I actually already have a copy of a version of this -- the 1988 Avalon Hill RuneQuest Cities version -- but I've always wanted a copy of the earlier, non-RQ, version as well, and here one was. This store doesn't normally deal in used merchandise so I have no idea what this was doing there -- if it had actually been sitting in their storage room for 20+ years or what (I'm pretty sure it hadn't been in the display bins all these years or I'd surely have noticed it before -- I've been going there on average once or twice a year for the last decade). Anyway, I bought it, and couldn't help reflecting how much better a deal I was getting than all of the $20-30+ rpg books they had for sale (heck, I'd bet there's as much useful content in this book as in the entirety of Monte Cook's Ptolus with its $120 pricetag!).

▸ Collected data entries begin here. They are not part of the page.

//! Observability setup for ragdesk.

pub mod tracing_setup;
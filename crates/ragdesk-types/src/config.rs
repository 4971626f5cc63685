//! Client configuration types for ragdesk.
//!
//! `ClientConfig` represents the `config.toml` in the data directory that
//! points the client at a backend and tunes transport timeouts.

use serde::{Deserialize, Serialize};

use crate::context::DEFAULT_CONTEXT;

/// Backend address compiled into the binary.
///
/// `RAGDESK_SERVER_URL` at build time overrides the stock address.
pub const COMPILED_SERVER_URL: &str = match option_env!("RAGDESK_SERVER_URL") {
    Some(url) => url,
    None => "http://192.168.35.144:5000/",
};

/// Top-level configuration for the client.
///
/// Loaded from `~/.ragdesk/config.toml`. All fields have defaults.
#[derive(Debug, Clone, PartialEq, Eq, Serialize, Deserialize)]
pub struct ClientConfig {
    /// Base address of the answer service (`http://host:port/`).
    #[serde(default = "default_server_url")]
    pub server_url: String,

    /// Seconds allowed for establishing a connection.
    #[serde(default = "default_connect_timeout_secs")]
    pub connect_timeout_secs: u64,

    /// Seconds allowed for a whole request, including answer generation.
    #[serde(default = "default_request_timeout_secs")]
    pub request_timeout_secs: u64,

    /// Context that is always listed as known.
    #[serde(default = "default_context")]
    pub default_context: String,
}

fn default_server_url() -> String {
    COMPILED_SERVER_URL.to_string()
}

fn default_connect_timeout_secs() -> u64 {
    10
}

fn default_request_timeout_secs() -> u64 {
    60
}

fn default_context() -> String {
    DEFAULT_CONTEXT.to_string()
}

impl Default for ClientConfig {
    fn default() -> Self {
        Self {
            server_url: default_server_url(),
            connect_timeout_secs: default_connect_timeout_secs(),
            request_timeout_secs: default_request_timeout_secs(),
            default_context: default_context(),
        }
    }
}
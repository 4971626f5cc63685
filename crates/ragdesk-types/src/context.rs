//! Consultation context types.
//!
//! A context selects which company manual the backend consults. `None`
//! means general mode; `Some(name)` is a registered company.

use serde::{Deserialize, Serialize};

/// Context name that is always offered, even on a fresh install.
///
/// The backend ships with this manual preloaded.
pub const DEFAULT_CONTEXT: &str = "병무청";

/// Sender name shown on agent messages in general mode.
pub const GENERAL_SENDER: &str = "AI Assistant";

/// How agent messages are labeled for the current context.
#[derive(Debug, Clone, PartialEq, Eq, Serialize, Deserialize)]
pub struct AgentLabel {
    /// Sender name shown above the message.
    pub sender: String,
    /// Whether the company branding mark is shown next to the sender.
    pub branded: bool,
}

impl AgentLabel {
    /// Label for the given active context.
    pub fn for_context(active_context: Option<&str>) -> Self {
        match active_context {
            None => Self {
                sender: GENERAL_SENDER.to_string(),
                branded: false,
            },
            Some(name) => Self {
                sender: name.to_string(),
                branded: true,
            },
        }
    }
}

/// Normalise a user-supplied context name.
///
/// Whitespace is trimmed; blank names mean general mode.
pub fn normalize_context(name: Option<&str>) -> Option<String> {
    name.map(str::trim)
        .filter(|n| !n.is_empty())
        .map(ToString::to_string)
}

The punk-kid clerk was nonplussed that the book didn't have a discernable product code (for inventory/re-ordering purposes, I suppose) and I was tempted to tell him that the book has been out-of-print longer than he's been alive, but demurred.
Content-wise the book is mostly identical to RQ Cities (3 sections -- massive encounter table, table-based system for "stocking" towns and cities, character catch-up system) but the rulesy bits (which are few and far-between) are in D&D-ish rather than RQ-ish (prices in GP, references to classes/levels, XP, etc.), the text isn't professionally typeset and looks like it was done on a home typewriter (which probably makes it bit harder to use but gives it a wonderfully old-school amateur labor-of-love Judges Guild-y feel), and the illustrations are much better (not technically, of course -- like the text, they're completely amateurish, but they're much more flavorful). Plus there are occasional references to the world of Midkemia and The Midkemia Game (which was, from what I gather, MP's own house-ruled version of D&D) that were, unsurprisingly, stripped out of the RQ version, and help enhance the old-school/70s cottage-industry vibe when everybody had "their own game" but all of the games were about 90% D&D.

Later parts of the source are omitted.